Start of Block

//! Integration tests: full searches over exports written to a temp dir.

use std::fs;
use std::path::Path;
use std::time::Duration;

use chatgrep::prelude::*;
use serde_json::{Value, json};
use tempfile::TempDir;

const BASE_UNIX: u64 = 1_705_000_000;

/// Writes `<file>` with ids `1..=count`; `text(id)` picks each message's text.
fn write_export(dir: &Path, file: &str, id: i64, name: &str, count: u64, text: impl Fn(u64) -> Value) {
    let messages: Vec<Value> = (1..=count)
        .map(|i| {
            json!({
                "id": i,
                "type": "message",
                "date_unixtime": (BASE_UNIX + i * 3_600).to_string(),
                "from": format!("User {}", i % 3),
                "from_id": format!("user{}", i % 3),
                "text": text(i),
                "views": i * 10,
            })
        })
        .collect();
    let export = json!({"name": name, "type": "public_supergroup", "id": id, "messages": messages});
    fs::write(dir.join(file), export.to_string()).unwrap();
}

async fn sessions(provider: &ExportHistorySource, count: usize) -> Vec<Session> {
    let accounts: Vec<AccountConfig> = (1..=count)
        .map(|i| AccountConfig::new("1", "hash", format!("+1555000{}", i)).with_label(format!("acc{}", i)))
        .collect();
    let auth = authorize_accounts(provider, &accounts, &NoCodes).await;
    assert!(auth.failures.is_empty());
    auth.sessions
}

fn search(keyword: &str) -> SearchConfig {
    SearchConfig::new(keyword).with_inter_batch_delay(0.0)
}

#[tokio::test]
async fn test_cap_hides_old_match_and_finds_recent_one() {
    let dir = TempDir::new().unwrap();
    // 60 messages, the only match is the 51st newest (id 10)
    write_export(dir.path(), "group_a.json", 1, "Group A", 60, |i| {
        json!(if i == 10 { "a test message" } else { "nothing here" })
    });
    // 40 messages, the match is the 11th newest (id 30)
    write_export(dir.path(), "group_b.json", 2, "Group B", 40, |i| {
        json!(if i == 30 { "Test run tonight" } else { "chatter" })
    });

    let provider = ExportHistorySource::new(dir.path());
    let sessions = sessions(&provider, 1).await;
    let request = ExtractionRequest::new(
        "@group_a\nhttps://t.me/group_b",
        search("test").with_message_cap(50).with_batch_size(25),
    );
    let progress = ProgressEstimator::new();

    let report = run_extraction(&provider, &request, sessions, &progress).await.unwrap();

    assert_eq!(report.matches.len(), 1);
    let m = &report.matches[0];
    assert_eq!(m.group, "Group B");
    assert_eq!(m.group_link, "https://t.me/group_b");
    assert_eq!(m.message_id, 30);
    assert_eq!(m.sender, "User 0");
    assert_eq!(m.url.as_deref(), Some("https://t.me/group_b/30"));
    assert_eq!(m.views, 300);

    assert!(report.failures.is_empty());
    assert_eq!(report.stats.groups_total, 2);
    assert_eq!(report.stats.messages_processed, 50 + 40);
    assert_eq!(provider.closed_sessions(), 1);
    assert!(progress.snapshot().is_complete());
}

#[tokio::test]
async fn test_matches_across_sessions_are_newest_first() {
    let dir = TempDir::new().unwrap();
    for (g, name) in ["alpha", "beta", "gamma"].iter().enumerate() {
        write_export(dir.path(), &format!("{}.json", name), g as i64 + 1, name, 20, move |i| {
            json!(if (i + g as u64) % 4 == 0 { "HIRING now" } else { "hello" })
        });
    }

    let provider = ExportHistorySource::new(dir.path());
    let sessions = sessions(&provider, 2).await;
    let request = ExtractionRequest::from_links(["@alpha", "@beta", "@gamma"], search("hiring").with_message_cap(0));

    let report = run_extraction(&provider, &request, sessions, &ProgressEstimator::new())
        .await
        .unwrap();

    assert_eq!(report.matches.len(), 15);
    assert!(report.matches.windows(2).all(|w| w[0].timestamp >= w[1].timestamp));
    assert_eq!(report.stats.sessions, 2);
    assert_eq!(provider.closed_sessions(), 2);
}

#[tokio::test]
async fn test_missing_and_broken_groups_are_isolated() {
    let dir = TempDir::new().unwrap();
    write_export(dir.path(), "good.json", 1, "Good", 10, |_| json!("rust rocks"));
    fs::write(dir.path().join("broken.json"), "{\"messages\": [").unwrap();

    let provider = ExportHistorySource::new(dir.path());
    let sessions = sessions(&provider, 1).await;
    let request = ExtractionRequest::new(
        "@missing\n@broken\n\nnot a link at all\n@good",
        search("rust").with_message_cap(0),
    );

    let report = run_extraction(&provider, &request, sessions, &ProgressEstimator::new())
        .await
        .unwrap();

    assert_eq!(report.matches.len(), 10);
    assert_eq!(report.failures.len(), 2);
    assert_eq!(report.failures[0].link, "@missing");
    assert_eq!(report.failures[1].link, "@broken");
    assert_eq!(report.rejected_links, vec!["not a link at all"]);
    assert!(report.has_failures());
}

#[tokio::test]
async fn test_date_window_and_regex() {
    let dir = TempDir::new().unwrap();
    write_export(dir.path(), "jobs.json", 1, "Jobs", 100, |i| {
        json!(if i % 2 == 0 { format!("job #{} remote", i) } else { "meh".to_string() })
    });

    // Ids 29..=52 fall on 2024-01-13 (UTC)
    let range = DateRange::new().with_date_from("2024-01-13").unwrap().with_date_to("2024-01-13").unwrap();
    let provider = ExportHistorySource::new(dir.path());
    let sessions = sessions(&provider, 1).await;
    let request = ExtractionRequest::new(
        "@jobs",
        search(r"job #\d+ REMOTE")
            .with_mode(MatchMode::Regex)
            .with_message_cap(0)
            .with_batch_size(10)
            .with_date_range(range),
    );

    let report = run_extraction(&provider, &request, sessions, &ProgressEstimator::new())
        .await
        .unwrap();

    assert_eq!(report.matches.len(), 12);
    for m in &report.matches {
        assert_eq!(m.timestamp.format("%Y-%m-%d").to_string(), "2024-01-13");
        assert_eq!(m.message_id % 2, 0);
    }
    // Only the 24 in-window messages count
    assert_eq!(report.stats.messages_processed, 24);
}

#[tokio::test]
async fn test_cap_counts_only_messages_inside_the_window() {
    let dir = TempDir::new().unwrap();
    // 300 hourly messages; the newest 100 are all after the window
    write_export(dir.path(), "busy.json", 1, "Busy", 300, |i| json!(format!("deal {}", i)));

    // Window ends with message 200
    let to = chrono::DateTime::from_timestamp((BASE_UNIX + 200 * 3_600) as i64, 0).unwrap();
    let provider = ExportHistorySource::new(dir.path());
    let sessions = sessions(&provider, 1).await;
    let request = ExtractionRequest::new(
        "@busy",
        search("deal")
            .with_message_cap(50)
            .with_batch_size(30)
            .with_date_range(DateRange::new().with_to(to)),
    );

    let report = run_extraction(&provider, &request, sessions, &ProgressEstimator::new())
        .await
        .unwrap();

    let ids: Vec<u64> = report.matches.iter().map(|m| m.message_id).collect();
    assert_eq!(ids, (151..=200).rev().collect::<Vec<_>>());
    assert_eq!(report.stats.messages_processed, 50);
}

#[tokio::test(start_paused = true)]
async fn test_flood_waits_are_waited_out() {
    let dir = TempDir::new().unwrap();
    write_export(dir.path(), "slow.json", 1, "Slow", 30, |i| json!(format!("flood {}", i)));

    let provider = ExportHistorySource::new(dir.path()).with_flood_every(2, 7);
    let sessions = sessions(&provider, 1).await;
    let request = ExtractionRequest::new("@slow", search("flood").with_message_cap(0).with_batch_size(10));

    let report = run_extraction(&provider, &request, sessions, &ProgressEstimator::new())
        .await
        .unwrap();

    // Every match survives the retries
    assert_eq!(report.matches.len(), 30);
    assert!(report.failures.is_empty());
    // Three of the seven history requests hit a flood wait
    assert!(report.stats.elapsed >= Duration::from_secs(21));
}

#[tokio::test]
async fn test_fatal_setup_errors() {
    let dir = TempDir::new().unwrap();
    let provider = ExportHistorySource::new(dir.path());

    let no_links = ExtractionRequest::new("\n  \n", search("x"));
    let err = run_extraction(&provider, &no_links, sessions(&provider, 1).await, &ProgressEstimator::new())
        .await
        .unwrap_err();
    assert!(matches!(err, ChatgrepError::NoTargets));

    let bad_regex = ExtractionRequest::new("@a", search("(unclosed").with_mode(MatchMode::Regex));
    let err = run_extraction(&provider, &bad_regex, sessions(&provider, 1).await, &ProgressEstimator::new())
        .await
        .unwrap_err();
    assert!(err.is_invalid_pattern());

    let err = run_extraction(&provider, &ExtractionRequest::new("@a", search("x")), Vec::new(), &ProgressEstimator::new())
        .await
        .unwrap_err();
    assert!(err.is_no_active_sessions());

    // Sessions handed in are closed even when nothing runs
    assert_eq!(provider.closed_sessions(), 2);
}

End of Block

Return a word-for-word copy of the lines above from the one holding "auth.sessions" through the one holding "name), g as", with both of them included and nothing besides.

    auth.sessions
}

fn search(keyword: &str) -> SearchConfig {
    SearchConfig::new(keyword).with_inter_batch_delay(0.0)
}

#[tokio::test]
async fn test_cap_hides_old_match_and_finds_recent_one() {
    let dir = TempDir::new().unwrap();
    // 60 messages, the only match is the 51st newest (id 10)
    write_export(dir.path(), "group_a.json", 1, "Group A", 60, |i| {
        json!(if i == 10 { "a test message" } else { "nothing here" })
    });
    // 40 messages, the match is the 11th newest (id 30)
    write_export(dir.path(), "group_b.json", 2, "Group B", 40, |i| {
        json!(if i == 30 { "Test run tonight" } else { "chatter" })
    });

    let provider = ExportHistorySource::new(dir.path());
    let sessions = sessions(&provider, 1).await;
    let request = ExtractionRequest::new(
        "@group_a\nhttps://t.me/group_b",
        search("test").with_message_cap(50).with_batch_size(25),
    );
    let progress = ProgressEstimator::new();

    let report = run_extraction(&provider, &request, sessions, &progress).await.unwrap();

    assert_eq!(report.matches.len(), 1);
    let m = &report.matches[0];
    assert_eq!(m.group, "Group B");
    assert_eq!(m.group_link, "https://t.me/group_b");
    assert_eq!(m.message_id, 30);
    assert_eq!(m.sender, "User 0");
    assert_eq!(m.url.as_deref(), Some("https://t.me/group_b/30"));
    assert_eq!(m.views, 300);

    assert!(report.failures.is_empty());
    assert_eq!(report.stats.groups_total, 2);
    assert_eq!(report.stats.messages_processed, 50 + 40);
    assert_eq!(provider.closed_sessions(), 1);
    assert!(progress.snapshot().is_complete());
}

#[tokio::test]
async fn test_matches_across_sessions_are_newest_first() {
    let dir = TempDir::new().unwrap();
    for (g, name) in ["alpha", "beta", "gamma"].iter().enumerate() {
        write_export(dir.path(), &format!("{}.json", name), g as i64 + 1, name, 20, move |i| {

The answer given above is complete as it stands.